May You Dream of the Devil and "Wake in Fright"


"All the little devils are proud of Hell."

The Hell referred to in this line from Wake in Fright (1971) is Bundanyabba, a fictional town in the Australian Outback where an ignorant and arrogant schoolteacher meets his ruin over the course of five days. The devils are the beer-swigging locals who are glad to be your "mate" so long as you have a drink -- or 10.

John Grant, played by British actor Gary Bond, is a young schoolteacher forced to pay off a government bond for his college education by teaching in a one-room school in the town of Tiboonda, shown in the opening shot as nothing more than two drab buildings surrounded by an endless expanse of flat, arid land. For being so vast, the landscape is suffocating.
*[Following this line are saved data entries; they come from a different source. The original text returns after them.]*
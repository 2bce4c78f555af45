use super::ApiClient;
use crate::model::{LogRecord, LogsRemoved};
use crate::Result;
use reqwest::Method;

/// `/logs`: the server's action log
pub struct LogService<'a> {
    client: &'a ApiClient,
}

impl<'a> LogService<'a> {
    pub(crate) fn new(client: &'a ApiClient) -> Self {
        Self { client }
    }

    /// Newest first
    pub async fn all(&self) -> Result<Vec<LogRecord>> {
        self.client.get_json("/logs/all").await
    }

    pub async fn by_id(&self, id: i64) -> Result<LogRecord> {
        self.client.get_json(&format!("/logs/id={id}")).await
    }

    pub async fn of_type(&self, log_type: &str) -> Result<Vec<LogRecord>> {
        self.client.get_json(&format!("/logs/type={log_type}")).await
    }

    /// `log_deletion_event` asks the server to record the deletion itself
    pub async fn delete(&self, id: i64, log_deletion_event: bool) -> Result<LogRecord> {
        let builder = self
            .client
            .request(Method::DELETE, &format!("/logs/id={id}/delete"))
            .query(&[("log_deletion_event", log_deletion_event)]);
        self.client.send_json(builder).await
    }

    pub async fn delete_all(&self, log_deletion_event: bool) -> Result<LogsRemoved> {
        let builder = self
            .client
            .request(Method::DELETE, "/logs/delete_all")
            .query(&[("log_deletion_event", log_deletion_event)]);
        self.client.send_json(builder).await
    }
}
The opening shot of Wake in Fright - the "town" of Tiboonda

The movie begins on the last day of class before the start of Christmas break. Grant rushes from the school to the only other building in town, a pub with a few rooms for lodging. He has just enough time for a beer and a few condescending remarks with the sweaty proprietor before catching his train. One of the most powerful images in the film occurs in the pub, as Grant catches a glimpse of the bartender's wife sitting lifelessly in the kitchen, resigned to a fate of dust, sweat, and loneliness, and the despair of knowing that life has nothing more to offer her.

Grant can't get out of Tiboonda soon enough. He plans to spend the holidays in Sydney with his girlfriend, Robin. His itinerary consists of a night's stay in the small city of Bundanyabba, referred to affectionately by the locals as "the Yabba," where he will catch his flight the following morning.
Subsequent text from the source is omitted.